Market Insights5 Mins Read
Investing for your children’s education: Planning for the long term and capturing the trends that come with it
- Early planning and systematic investment plan (SIP) is a key aspect to integrate into your investments to invest for your child. Let time and discipline be your friends.
- Diversifying your portfolio can help you to sail through the volatile markets and keep your savings intact for your child’s education.
- Explore investing in new economies and some long-term trends in the market, which might add value and spur growth to your education funds.
Today, college education has become so important and common in our society so much so that it is no longer a rarity to find Diploma/Bachelor/Master/Ph.D. graduates. Needless to say, a college education can play a critical role in many aspects of our life, such as job searching, career prospects, salary hikes, quality of living, family building, and eventually, your net worth. A good education can give the basic foundation and is one of the best opportunities that all parents can give to their children.

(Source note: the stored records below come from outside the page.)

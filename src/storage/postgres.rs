//! PostgreSQL storage backend.
//!
//! Uniqueness of issued numbers is enforced by the primary key on
//! `lucky_numbers.number`; a batch goes in as a single `INSERT ... UNNEST`
//! statement so a duplicate aborts the whole batch.

use std::collections::HashSet;
use std::time::Duration;

use async_trait::async_trait;
use sqlx::PgPool;
use sqlx::postgres::PgPoolOptions;
use sqlx::types::Json;
use uuid::Uuid;

use crate::config::PostgresStorageConfig;
use crate::domain::{CampaignConfig, IssuedNumber, Participant};
use crate::error::{StorageError, StorageResult};
use crate::storage::traits::{
    CampaignStorage, NumberStorage, ParticipantStorage, SequenceStorage, Storage,
};

/// Row id of the single campaign record.
const CAMPAIGN_ROW: i16 = 1;

const SCHEMA: &[&str] = &[
    r"
    CREATE TABLE IF NOT EXISTS campaign_config (
        id SMALLINT PRIMARY KEY,
        config JSONB NOT NULL,
        updated_at BIGINT NOT NULL
    )
    ",
    r"
    CREATE TABLE IF NOT EXISTS participants (
        document TEXT PRIMARY KEY,
        name TEXT NOT NULL,
        email TEXT,
        phone TEXT,
        registered_at BIGINT NOT NULL
    )
    ",
    r"
    CREATE TABLE IF NOT EXISTS lucky_numbers (
        number BIGINT PRIMARY KEY,
        document TEXT NOT NULL,
        allocation_id UUID NOT NULL,
        issued_at BIGINT NOT NULL
    )
    ",
    "CREATE INDEX IF NOT EXISTS idx_lucky_numbers_document ON lucky_numbers (document, issued_at)",
    "CREATE INDEX IF NOT EXISTS idx_lucky_numbers_issued_at ON lucky_numbers (issued_at)",
    r"
    CREATE TABLE IF NOT EXISTS sequence_cursors (
        name TEXT PRIMARY KEY,
        value BIGINT NOT NULL,
        updated_at BIGINT NOT NULL
    )
    ",
];

/// PostgreSQL storage implementation.
pub struct PostgresStorage {
    pool: PgPool,
}

impl PostgresStorage {
    /// Connect and create the schema if needed.
    ///
    /// # Errors
    ///
    /// Returns an error if the pool cannot connect or a schema statement fails.
    pub async fn connect(config: &PostgresStorageConfig) -> StorageResult<Self> {
        let pool = PgPoolOptions::new()
            .min_connections(config.min_connections)
            .max_connections(config.max_connections)
            .acquire_timeout(Duration::from_secs(config.connect_timeout))
            .connect(&config.url)
            .await?;

        let storage = Self { pool };
        storage.migrate().await?;
        Ok(storage)
    }

    async fn migrate(&self) -> StorageResult<()> {
        for statement in SCHEMA {
            sqlx::query(statement).execute(&self.pool).await?;
        }
        tracing::debug!(statements = SCHEMA.len(), "PostgreSQL schema ready");
        Ok(())
    }
}

fn to_db(value: u64) -> StorageResult<i64> {
    i64::try_from(value)
        .map_err(|_| StorageError::Serialization(format!("value {value} exceeds BIGINT")))
}

fn from_db(value: i64) -> StorageResult<u64> {
    u64::try_from(value)
        .map_err(|_| StorageError::Serialization(format!("negative value {value} in database")))
}

#[async_trait]
impl CampaignStorage for PostgresStorage {
    async fn get_campaign_config(&self) -> StorageResult<Option<CampaignConfig>> {
        let config: Option<Json<CampaignConfig>> =
            sqlx::query_scalar("SELECT config FROM campaign_config WHERE id = $1")
                .bind(CAMPAIGN_ROW)
                .fetch_optional(&self.pool)
                .await?;
        Ok(config.map(|Json(config)| config))
    }

    async fn save_campaign_config(&self, config: &CampaignConfig) -> StorageResult<()> {
        sqlx::query(
            r"
            INSERT INTO campaign_config (id, config, updated_at)
            VALUES ($1, $2, $3)
            ON CONFLICT (id) DO UPDATE
            SET config = EXCLUDED.config, updated_at = EXCLUDED.updated_at
            ",
        )
        .bind(CAMPAIGN_ROW)
        .bind(Json(config))
        .bind(config.updated_at)
        .execute(&self.pool)
        .await?;
        Ok(())
    }
}

#[async_trait]
impl ParticipantStorage for PostgresStorage {
    async fn insert_participant(&self, participant: &Participant) -> StorageResult<()> {
        sqlx::query(
            r"
            INSERT INTO participants (document, name, email, phone, registered_at)
            VALUES ($1, $2, $3, $4, $5)
            ",
        )
        .bind(&participant.document)
        .bind(&participant.name)
        .bind(&participant.email)
        .bind(&participant.phone)
        .bind(participant.registered_at)
        .execute(&self.pool)
        .await?;
        Ok(())
    }

    async fn get_participant(&self, document: &str) -> StorageResult<Option<Participant>> {
        let row: Option<(String, String, Option<String>, Option<String>, i64)> = sqlx::query_as(
            r"
            SELECT document, name, email, phone, registered_at
            FROM participants
            WHERE document = $1
            ",
        )
        .bind(document)
        .fetch_optional(&self.pool)
        .await?;

        Ok(
            row.map(|(document, name, email, phone, registered_at)| Participant {
                document,
                name,
                email,
                phone,
                registered_at,
            }),
        )
    }
}

#[async_trait]
impl NumberStorage for PostgresStorage {
    async fn issued_in_range(&self, start: u64, end: u64) -> StorageResult<HashSet<u64>> {
        let rows: Vec<i64> = sqlx::query_scalar(
            "SELECT number FROM lucky_numbers WHERE number >= $1 AND number < $2",
        )
        .bind(to_db(start)?)
        .bind(to_db(end)?)
        .fetch_all(&self.pool)
        .await?;

        rows.into_iter().map(from_db).collect()
    }

    async fn insert_numbers(&self, numbers: &[IssuedNumber]) -> StorageResult<()> {
        let values = numbers
            .iter()
            .map(|n| to_db(n.number))
            .collect::<StorageResult<Vec<i64>>>()?;
        let documents: Vec<&str> = numbers.iter().map(|n| n.document.as_str()).collect();
        let allocations: Vec<Uuid> = numbers.iter().map(|n| n.allocation_id).collect();
        let issued_at: Vec<i64> = numbers.iter().map(|n| n.issued_at).collect();

        sqlx::query(
            r"
            INSERT INTO lucky_numbers (number, document, allocation_id, issued_at)
            SELECT * FROM UNNEST($1::BIGINT[], $2::TEXT[], $3::UUID[], $4::BIGINT[])
            ",
        )
        .bind(&values)
        .bind(&documents)
        .bind(&allocations)
        .bind(&issued_at)
        .execute(&self.pool)
        .await?;
        Ok(())
    }

    async fn numbers_for_participant(&self, document: &str) -> StorageResult<Vec<IssuedNumber>> {
        let rows: Vec<(i64, String, Uuid, i64)> = sqlx::query_as(
            r"
            SELECT number, document, allocation_id, issued_at
            FROM lucky_numbers
            WHERE document = $1
            ORDER BY number ASC
            ",
        )
        .bind(document)
        .fetch_all(&self.pool)
        .await?;

        rows.into_iter()
            .map(|(number, document, allocation_id, issued_at)| {
                Ok(IssuedNumber {
                    number: from_db(number)?,
                    document,
                    allocation_id,
                    issued_at,
                })
            })
            .collect()
    }

    async fn count_for_participant(
        &self,
        document: &str,
        since: Option<i64>,
    ) -> StorageResult<u64> {
        let count: i64 = sqlx::query_scalar(
            "SELECT COUNT(*) FROM lucky_numbers WHERE document = $1 AND issued_at >= $2",
        )
        .bind(document)
        .bind(since.unwrap_or(i64::MIN))
        .fetch_one(&self.pool)
        .await?;
        from_db(count)
    }

    async fn count_issued_since(&self, since: i64) -> StorageResult<u64> {
        let count: i64 = sqlx::query_scalar("SELECT COUNT(*) FROM lucky_numbers WHERE issued_at >= $1")
            .bind(since)
            .fetch_one(&self.pool)
            .await?;
        from_db(count)
    }
}

#[async_trait]
impl SequenceStorage for PostgresStorage {
    async fn get_cursor(&self, name: &str) -> StorageResult<Option<u64>> {
        let value: Option<i64> =
            sqlx::query_scalar("SELECT value FROM sequence_cursors WHERE name = $1")
                .bind(name)
                .fetch_optional(&self.pool)
                .await?;
        value.map(from_db).transpose()
    }

    async fn set_cursor(&self, name: &str, value: u64) -> StorageResult<()> {
        sqlx::query(
            r"
            INSERT INTO sequence_cursors (name, value, updated_at)
            VALUES ($1, $2, $3)
            ON CONFLICT (name) DO UPDATE
            SET value = EXCLUDED.value, updated_at = EXCLUDED.updated_at
            ",
        )
        .bind(name)
        .bind(to_db(value)?)
        .bind(chrono::Utc::now().timestamp_millis())
        .execute(&self.pool)
        .await?;
        Ok(())
    }

    async fn compare_and_set_cursor(
        &self,
        name: &str,
        expected: Option<u64>,
        value: u64,
    ) -> StorageResult<bool> {
        let now = chrono::Utc::now().timestamp_millis();
        let result = match expected {
            None => {
                sqlx::query(
                    r"
                    INSERT INTO sequence_cursors (name, value, updated_at)
                    VALUES ($1, $2, $3)
                    ON CONFLICT (name) DO NOTHING
                    ",
                )
                .bind(name)
                .bind(to_db(value)?)
                .bind(now)
                .execute(&self.pool)
                .await?
            }
            Some(expected) => {
                sqlx::query(
                    r"
                    UPDATE sequence_cursors
                    SET value = $2, updated_at = $3
                    WHERE name = $1 AND value = $4
                    ",
                )
                .bind(name)
                .bind(to_db(value)?)
                .bind(now)
                .bind(to_db(expected)?)
                .execute(&self.pool)
                .await?
            }
        };
        Ok(result.rows_affected() == 1)
    }
}

#[async_trait]
impl Storage for PostgresStorage {
    async fn health_check(&self) -> StorageResult<()> {
        sqlx::query("SELECT 1").execute(&self.pool).await?;
        Ok(())
    }

    fn backend_name(&self) -> &'static str {
        "postgresql"
    }
}
//! API layer module.
//!
//! HTTP handlers, middleware, and routing for the lucky-number service.

pub mod handlers;
pub mod middleware;
pub mod router;
pub mod state;

pub use router::create_router;
pub use state::AppState;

With that being said, a good education often comes with a hefty price tag, slated to snowball further in the future.
The Snowball Effect: The impending Impact of Inflation on Education Costs
According to QS Top Universities, the total cost to complete a general Bachelor’s Degree today in the UK and the USA is estimated to be USD 143,694 and USD 167,800 respectively. In 20 years, these costs are estimated to grow to USD 234,542 and USD 316,278 respectively.
This enormous sum could pose a challenge for many parents to have to save up to ensure that they will be able to put together sufficient funds for their child’s education. It is, therefore, crucial to devise plans at an early stage to ensure that these funds have enough runway to grow. Putting together a concise portfolio that emulates the relevant risk and investment portfolio will help you get to your goals.
Solutions 101: Invest your Savings wisely for your Child’s Education
There are many ways to accumulate savings to pay for child education costs. Some prefer to take a more conservative approach by parking their savings for their children in bank accounts and fixed deposits (<2% p.a. interest in Singapore context) and let it grow in the long term. Whilst others choose to buy insurance endowments (yield 2 – 4%p.a. in Singapore context) for their kids to match the investment timeline for them to attend university in the future. However, the interest rates provided by these solutions in bank accounts and endowment plans may not grow synonymously with rising inflation rates.
Thus parents could also take into consideration investing in other strategies as an option to grow the fund for their child’s education. These investments should take into consideration the time it would take before the child goes to university as investing involves risk and liquidity issues that investors also have to take into consideration.
Based on the table illustration below, in 20 years, a USD20,000 portfolio will grow to USD29,718.95 at a rate of 2%p.a. and USD93,219.14 at a rate of 8%p.a. The higher the rate of returns of your investment vehicles or longer the time horizon, the bigger your portfolio will grow in the long term.
Within their acceptable risk tolerance and investment time horizon, investors can tailor and diversify their portfolios with different asset classes to achieve the targeted size of savings to fund their child education.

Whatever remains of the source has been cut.